Jean Pasquero est professeur de gestion sociétale, École des sciences de la gestion, Université du Québec à Montréal (UQAM). Ses recherches portent principalement sur l’interface entre entreprise et société, aux niveaux national et international (cadres institutionnels des affaires, protection de l’environnement, lobbying international, relations avec l’État et les groupes de pression, analyse sociétale, éthique des affaires, mécénats, etc.). Pasquero enseigne la gestion sociétale, la méthodologie de la recherche et les mathématiques économiques. Il et l’auteur de nombreux travaux dans le domaine de la gestion sociétale de l’entreprise (où il a remporté plusieurs prix) et a donné de nombreuses conférences sur les cinq continents.

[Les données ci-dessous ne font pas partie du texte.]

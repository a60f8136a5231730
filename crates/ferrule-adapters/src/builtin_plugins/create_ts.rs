//! `builtin:create-ts` - the `typescript-sample` create type.

use std::sync::Arc;

use async_trait::async_trait;
use serde_json::Value;

use ferrule_core::application::hooks::names;
use ferrule_core::prelude::*;

use super::templates;

pub const NAME: &str = "builtin:create-ts";
pub const TYPE: &str = "typescript-sample";

pub struct CreateTsPlugin;

#[async_trait]
impl Plugin for CreateTsPlugin {
    fn name(&self) -> &str {
        NAME
    }

    async fn apply(&self, host: &mut Host, _args: &[Value]) -> anyhow::Result<()> {
        host.register_create_type(TYPE, "TypeScript sample project", Arc::new(CreateSample));
        Ok(())
    }
}

struct CreateSample;

#[async_trait]
impl CreateAction for CreateSample {
    async fn create(&self, host: &mut Host, request: &CreateRequest) -> anyhow::Result<()> {
        let cx = RenderContext::new().with_name("PROJECT_NAME", &request.name);
        let structure = templates::typescript_sample(&request.project_dir, &cx);

        let fs = host.filesystem().clone();
        ScaffoldWriter::new(fs.as_ref()).overwrite(true).write(&structure)?;

        let payload = serde_json::to_value(request)?;
        host.invoke_hook(names::AFTER_CREATE, &mut HookArgs::Payload(&payload))
            .await?;
        Ok(())
    }
}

Notons enfin qu’il est très actif à l’intérieur de nombreuses associations. Il a été vice-président puis président de l’IABS (International Association for Business and Society), secrétaire national de l’ASAC (Administrative Sciences Association of Canada/Association canadienne des sciences administratives), président de la Business Policy Division de l’ASAC. Il occupe diverses fonctions de l’American Academy of Management depuis 1985.

Interview:

Qu’est-ce que l’éthique des affaires?

Il y a plusieurs définitions de l’éthique. Au sens strict, l’éthique est une réflexion sur les actions humaines et leur acceptabilité. Au sens large, parler d’éthique des affaires renvoie à l’ensemble des relations entre l’entreprise et la société, à une réflexion sur le rôle de l’entreprise dans la société.

Quels sont les travaux fondateurs dans le domaine?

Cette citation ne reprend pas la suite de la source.